> _TASK BRIEF_:
Each line of the records that holds "returned" should be shown in full.

> _PROVIDED RECORDS_:
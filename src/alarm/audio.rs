use std::sync::Mutex;
use std::sync::mpsc::{sync_channel, SyncSender, TrySendError};
use std::thread;
use std::time::Duration;

use rodio::{OutputStream, Sink};
use rodio::source::{SineWave, Source, Zero};

pub trait AlarmOutput : Send + Sync {
  fn play_sequence(&self) -> Result<(), String>;
}

enum AudioCommand {
  Sequence,
}

// Owns the speaker through a dedicated thread; the thread is started lazily
// on the first sequence request and keeps the output stream for the rest of
// the process lifetime. A failed startup is cached, so every later call
// degrades with the same error instead of re-probing the device.
pub struct RodioOutput {
  worker : Mutex<Option<Result<SyncSender<AudioCommand>, String>>>,
}

impl RodioOutput {
  pub fn new() -> RodioOutput {
    RodioOutput { worker : Mutex::new( None ) }
  }
}

impl AlarmOutput for RodioOutput {
  fn play_sequence(&self) -> Result<(), String> {
    let mut worker = self.worker.lock().unwrap();

    if worker.is_none() {
      *worker = Some( start_audio_thread() );
    }

    match worker.as_ref().unwrap() {
      Err( e ) => Err( e.clone() ),
      Ok( sender ) => match sender.try_send( AudioCommand::Sequence ) {
        Ok(()) => Ok(()),
        // the sink is still draining earlier sequences, skipping one is fine
        Err( TrySendError::Full( _ ) ) => Ok(()),
        Err( TrySendError::Disconnected( _ ) ) => Err( String::from("audio thread is gone") ),
      },
    }
  }
}

fn start_audio_thread() -> Result<SyncSender<AudioCommand>, String> {
  let (sender, receiver) = sync_channel::<AudioCommand>(4);
  let (ready_sender, ready_receiver) = sync_channel::<Result<(), String>>(1);

  thread::spawn(move || {
    // OutputStream is not Send, it has to live and die on this thread
    let (_stream, stream_handle) = match OutputStream::try_default() {
      Err( e ) => {
        let _ = ready_sender.send( Err( format!("Failed to open audio output : {}", e) ) );
        return;
      },
      Ok( stream ) => stream,
    };

    let sink = match Sink::try_new(&stream_handle) {
      Err( e ) => {
        let _ = ready_sender.send( Err( format!("Failed to create audio sink : {}", e) ) );
        return;
      },
      Ok( sink ) => sink,
    };

    if ready_sender.send( Ok(()) ).is_err() {
      return;
    }

    loop {
      match receiver.recv() {
        Ok( AudioCommand::Sequence ) => queue_alarm_sequence(&sink),
        Err( _ ) => {
          log::debug!("All audio senders dropped, stopping audio thread");
          break;
        },
      }
    }
  });

  match ready_receiver.recv() {
    Ok( Ok(()) ) => Ok( sender ),
    Ok( Err( e ) ) => Err( e ),
    Err( e ) => Err( format!("Audio thread died during startup : {}", e) ),
  }
}

// tri-tone alarm: 800 Hz, 1000 Hz, 800 Hz, 200 ms each with 100 ms gaps
fn queue_alarm_sequence(sink : &Sink) {
  sink.append( beep(800.0) );
  sink.append( gap() );
  sink.append( beep(1000.0) );
  sink.append( gap() );
  sink.append( beep(800.0) );
}

fn beep(frequency : f32) -> impl Source<Item = f32> + Send {
  SineWave::new(frequency)
    .take_duration(Duration::from_millis(200))
    .amplify(0.3)
}

fn gap() -> impl Source<Item = f32> + Send {
  Zero::<f32>::new(1, 44100).take_duration(Duration::from_millis(100))
}
use reqwest;
use serde::{Serialize, Deserialize};
use serde::de::{DeserializeOwned, IgnoredAny};
use chrono::{Local, NaiveDateTime, Timelike};
use std::option::Option;

use crate::interface::{UnitSnapshot, HistoryPoint};
use crate::thresholds::{UnitThresholds, RawReading, compensate};

// Every backend endpoint is a POST answering the same envelope. Numeric
// payload fields come in as strings; parsing falls back to the documented
// defaults instead of failing the whole refresh.

#[derive(Deserialize, Debug)]
struct ApiEnvelope<T> {
  #[serde(rename = "Code")]
  code : i32,
  #[serde(rename = "Result", default)]
  result : Option<String>,
  #[serde(rename = "Data")]
  data : Option<T>,
}

#[derive(Deserialize, Debug, Default)]
struct UnitPayload {
  #[serde(rename = "GUID", default)]
  guid : String,
  #[serde(rename = "IP", default)]
  ip : String,
  #[serde(default)]
  name : String,
  #[serde(default)]
  temp_max : Option<String>,
  #[serde(default)]
  temp_min : Option<String>,
  #[serde(default)]
  temp_offset : Option<String>,
  #[serde(default)]
  humidity_max : Option<String>,
  #[serde(default)]
  humidity_min : Option<String>,
  #[serde(default)]
  humidity_offset : Option<String>,
  #[serde(default)]
  alert : Option<String>,
  #[serde(default)]
  mail : Option<String>,
  #[serde(rename = "temperatureClasses", default)]
  temperature_classes : Vec<ReadingPayload>,
}

#[derive(Deserialize, Debug, Default)]
struct ReadingPayload {
  #[serde(default)]
  temp : Option<String>,
  #[serde(default)]
  humidity : Option<String>,
  #[serde(default)]
  add_time : String,
}

#[derive(Serialize)]
struct EmptyRequest {}

#[derive(Serialize)]
struct ValueAryRequest {
  #[serde(rename = "ValueAry")]
  value_ary : Vec<String>,
}

#[derive(Serialize)]
struct DataRequest<T> {
  #[serde(rename = "Data")]
  data : T,
}

// outgoing settings keep the backend's stringly-typed shape
#[derive(Serialize, Debug)]
struct SettingPayload {
  #[serde(rename = "GUID")]
  guid : String,
  #[serde(rename = "IP")]
  ip : String,
  name : String,
  temp_max : String,
  temp_min : String,
  temp_offset : String,
  humidity_max : String,
  humidity_min : String,
  humidity_offset : String,
  alert : String,
  mail : String,
}

pub async fn get_latest_today(client : &reqwest::Client, base_url : &str) -> Result<Vec<UnitSnapshot>, String> {
  let units : Vec<UnitPayload> =
    post_query(client, base_url, "/api/temperature/get_latest_today", &EmptyRequest {}).await?;

  Ok( units.iter().map(snapshot_from_payload).collect() )
}

pub async fn get_temp_by_time(
  client : &reqwest::Client,
  base_url : &str,
  start : &str,
  end : &str) -> Result<Vec<HistoryPoint>, String>
{
  let body = ValueAryRequest { value_ary : vec![start.to_string(), end.to_string()] };
  let units : Vec<UnitPayload> =
    post_query(client, base_url, "/api/temperature/get_temp_by_time", &body).await?;

  Ok( units.iter().flat_map(history_from_payload).collect() )
}

pub async fn get_today_history(client : &reqwest::Client, base_url : &str) -> Result<Vec<HistoryPoint>, String> {
  let now = Local::now();
  let start = now.format("%Y-%m-%d 00:00:00").to_string();
  let end = now.format("%Y-%m-%d %H:%M:%S").to_string();

  get_temp_by_time(client, base_url, &start, &end).await
}

pub async fn get_settings(client : &reqwest::Client, base_url : &str) -> Result<Vec<UnitThresholds>, String> {
  let units : Vec<UnitPayload> =
    post_query(client, base_url, "/api/temperature/get_set", &EmptyRequest {}).await?;

  Ok( units.iter().map(thresholds_from_payload).collect() )
}

pub async fn update_settings(
  client : &reqwest::Client,
  base_url : &str,
  settings : &[UnitThresholds]) -> Result<(), String>
{
  let body = DataRequest { data : settings.iter().map(payload_from_thresholds).collect::<Vec<_>>() };
  post_command(client, base_url, "/api/temperature/update_set", &body).await
}

pub async fn add_setting(
  client : &reqwest::Client,
  base_url : &str,
  setting : &UnitThresholds) -> Result<(), String>
{
  let body = DataRequest { data : payload_from_thresholds(setting) };
  post_command(client, base_url, "/api/temperature/add_set", &body).await
}

pub async fn delete_setting(client : &reqwest::Client, base_url : &str, guid : &str) -> Result<(), String> {
  let body = ValueAryRequest { value_ary : vec![guid.to_string()] };
  post_command(client, base_url, "/api/temperature/delete_set", &body).await
}

async fn post_query<B, T>(
  client : &reqwest::Client,
  base_url : &str,
  path : &str,
  body : &B) -> Result<T, String>
  where B : Serialize, T : DeserializeOwned
{
  let envelope = post_envelope::<B, T>(client, base_url, path, body).await?;
  match envelope.data {
    None => Err( format!("Backend returned no data for {}", path) ),
    Some( data ) => Ok( data ),
  }
}

async fn post_command<B : Serialize>(
  client : &reqwest::Client,
  base_url : &str,
  path : &str,
  body : &B) -> Result<(), String>
{
  post_envelope::<B, IgnoredAny>(client, base_url, path, body).await.map(|_| ())
}

async fn post_envelope<B, T>(
  client : &reqwest::Client,
  base_url : &str,
  path : &str,
  body : &B) -> Result<ApiEnvelope<T>, String>
  where B : Serialize, T : DeserializeOwned
{
  let url = format!("{}{}", base_url.trim_end_matches('/'), path);

  let response = client.post(&url)
    .json(body)
    .send().await
    .map_err(|e| format!("Request to {} failed : {}", path, e))?;

  let envelope : ApiEnvelope<T> = response.json().await
    .map_err(|e| format!("Bad response from {} : {}", path, e))?;

  if envelope.code != 200 {
    return Err( envelope.result.clone()
      .unwrap_or_else(|| format!("Backend returned code {} for {}", envelope.code, path)) );
  }

  Ok( envelope )
}

// readings path: bounds fall back to the display defaults
fn snapshot_from_payload(unit : &UnitPayload) -> UnitSnapshot {
  let thresholds = UnitThresholds {
    guid : unit.guid.clone(),
    ip : unit.ip.clone(),
    name : unit.name.clone(),
    temp_max : parse_f64_or(&unit.temp_max, 25.0),
    temp_min : parse_f64_or(&unit.temp_min, 15.0),
    temp_offset : parse_f64_or(&unit.temp_offset, 0.0),
    humidity_max : parse_f64_or(&unit.humidity_max, 70.0),
    humidity_min : parse_f64_or(&unit.humidity_min, 40.0),
    humidity_offset : parse_f64_or(&unit.humidity_offset, 0.0),
    alert : parse_flag(&unit.alert),
    mail : parse_flag(&unit.mail),
  };

  let (raw, add_time) = match unit.temperature_classes.first() {
    None => {
      log::warn!("Unit {} has no readings today", unit.name);
      ( RawReading::default(), Local::now().format("%Y-%m-%d %H:%M:%S").to_string() )
    },
    Some( reading ) => (
      RawReading {
        temp : parse_f64_or(&reading.temp, 0.0),
        humidity : parse_f64_or(&reading.humidity, 0.0),
      },
      reading.add_time.clone(),
    ),
  };

  let compensated = compensate(&raw, &thresholds);

  UnitSnapshot {
    guid : unit.guid.clone(),
    name : unit.name.clone(),
    temp : compensated.temp,
    humidity : compensated.humidity,
    raw_temp : raw.temp,
    raw_humidity : raw.humidity,
    add_time,
    thresholds,
  }
}

fn history_from_payload(unit : &UnitPayload) -> Vec<HistoryPoint> {
  let temp_offset = parse_f64_or(&unit.temp_offset, 0.0);
  let humidity_offset = parse_f64_or(&unit.humidity_offset, 0.0);

  unit.temperature_classes.iter().map(|reading| {
    HistoryPoint {
      name : unit.name.clone(),
      temp : parse_f64_or(&reading.temp, 0.0) + temp_offset,
      humidity : parse_f64_or(&reading.humidity, 0.0) + humidity_offset,
      add_time : reading.add_time.clone(),
      hour : hour_of_day(&reading.add_time),
    }
  }).collect()
}

// settings-list path: wide-open fallbacks so a half-configured unit never
// alarms spuriously
fn thresholds_from_payload(unit : &UnitPayload) -> UnitThresholds {
  UnitThresholds {
    guid : unit.guid.clone(),
    ip : unit.ip.clone(),
    name : unit.name.clone(),
    temp_max : parse_f64_or(&unit.temp_max, 100.0),
    temp_min : parse_f64_or(&unit.temp_min, 0.0),
    temp_offset : parse_f64_or(&unit.temp_offset, 0.0),
    humidity_max : parse_f64_or(&unit.humidity_max, 100.0),
    humidity_min : parse_f64_or(&unit.humidity_min, 0.0),
    humidity_offset : parse_f64_or(&unit.humidity_offset, 0.0),
    alert : parse_flag(&unit.alert),
    mail : parse_flag(&unit.mail),
  }
}

fn payload_from_thresholds(thresholds : &UnitThresholds) -> SettingPayload {
  SettingPayload {
    guid : thresholds.guid.clone(),
    ip : thresholds.ip.clone(),
    name : thresholds.name.clone(),
    temp_max : format!("{}", thresholds.temp_max),
    temp_min : format!("{}", thresholds.temp_min),
    temp_offset : format!("{}", thresholds.temp_offset),
    humidity_max : format!("{}", thresholds.humidity_max),
    humidity_min : format!("{}", thresholds.humidity_min),
    humidity_offset : format!("{}", thresholds.humidity_offset),
    alert : flag_string(thresholds.alert),
    mail : flag_string(thresholds.mail),
  }
}

fn parse_f64_or(value : &Option<String>, fallback : f64) -> f64 {
  match value {
    None => fallback,
    Some( s ) => match s.trim().parse::<f64>() {
      Ok( v ) if v.is_finite() => v,
      _ => fallback,
    },
  }
}

fn parse_flag(value : &Option<String>) -> bool {
  matches!(value.as_deref(), Some( "True" ))
}

fn flag_string(value : bool) -> String {
  String::from(if value { "True" } else { "False" })
}

fn hour_of_day(add_time : &str) -> f64 {
  match NaiveDateTime::parse_from_str(add_time, "%Y-%m-%d %H:%M:%S") {
    Ok( t ) => t.time().num_seconds_from_midnight() as f64 / 3600.0,
    Err( _ ) => {
      log::debug!("Unparseable reading time : {}", add_time);
      0.0
    },
  }
}

#[cfg(test)]
mod tests {
  use super::*;

  fn unit_json() -> &'static str {
    r#"{
      "GUID": "u-1",
      "IP": "10.0.0.7",
      "name": "Fridge A",
      "temp_max": "25",
      "temp_min": "15",
      "temp_offset": "2",
      "humidity_max": "70",
      "humidity_min": "40",
      "humidity_offset": "-5",
      "alert": "True",
      "mail": "False",
      "temperatureClasses": [
        { "temp": "24", "humidity": "50", "add_time": "2026-08-05 14:30:00" },
        { "temp": "23.5", "humidity": "49", "add_time": "2026-08-05 14:25:00" }
      ]
    }"#
  }

  #[test]
  fn snapshot_applies_offsets_to_the_newest_reading() {
    let unit : UnitPayload = serde_json::from_str(unit_json()).unwrap();
    let snapshot = snapshot_from_payload(&unit);

    assert_eq!( snapshot.name, "Fridge A" );
    assert_eq!( snapshot.raw_temp, 24.0 );
    assert_eq!( snapshot.temp, 26.0 );
    assert_eq!( snapshot.raw_humidity, 50.0 );
    assert_eq!( snapshot.humidity, 45.0 );
    assert_eq!( snapshot.add_time, "2026-08-05 14:30:00" );
    assert!( snapshot.thresholds.alert );
    assert!( !snapshot.thresholds.mail );
  }

  #[test]
  fn history_compensates_every_point() {
    let unit : UnitPayload = serde_json::from_str(unit_json()).unwrap();
    let points = history_from_payload(&unit);

    assert_eq!( points.len(), 2 );
    assert_eq!( points[0].temp, 26.0 );
    assert_eq!( points[1].temp, 25.5 );
    assert_eq!( points[0].humidity, 45.0 );
    assert!( (points[0].hour - 14.5).abs() < 1e-9 );
  }

  #[test]
  fn missing_and_garbage_numbers_fall_back() {
    let unit : UnitPayload = serde_json::from_str(r#"{
      "GUID": "u-2",
      "name": "Fridge B",
      "temp_max": "abc",
      "humidity_offset": "NaN",
      "alert": "False",
      "temperatureClasses": []
    }"#).unwrap();

    let snapshot = snapshot_from_payload(&unit);
    assert_eq!( snapshot.thresholds.temp_max, 25.0 );
    assert_eq!( snapshot.thresholds.temp_min, 15.0 );
    assert_eq!( snapshot.thresholds.humidity_offset, 0.0 );
    assert_eq!( snapshot.raw_temp, 0.0 );
    assert!( !snapshot.thresholds.alert );

    let settings = thresholds_from_payload(&unit);
    assert_eq!( settings.temp_max, 100.0 );
    assert_eq!( settings.temp_min, 0.0 );
    assert_eq!( settings.humidity_max, 100.0 );
  }

  #[test]
  fn envelope_codes_other_than_200_are_errors() {
    let envelope : ApiEnvelope<Vec<UnitPayload>> = serde_json::from_str(r#"{
      "Code": 500,
      "Result": "boom",
      "Data": null
    }"#).unwrap();

    assert_eq!( envelope.code, 500 );
    assert_eq!( envelope.result.as_deref(), Some( "boom" ) );
    assert!( envelope.data.is_none() );
  }

  #[test]
  fn settings_round_trip_keeps_the_backend_shape() {
    let mut thresholds = UnitThresholds::default();
    thresholds.guid = String::from("u-3");
    thresholds.temp_offset = -1.5;
    thresholds.alert = false;

    let payload = payload_from_thresholds(&thresholds);
    assert_eq!( payload.guid, "u-3" );
    assert_eq!( payload.temp_offset, "-1.5" );
    assert_eq!( payload.alert, "False" );
    assert_eq!( payload.mail, "True" );
  }
}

> _SOLVED EXERCISE_:
    None => Err( format!("Backend returned no data for {}", path) ),
      .unwrap_or_else(|| format!("Backend returned code {} for {}", envelope.code, path)) );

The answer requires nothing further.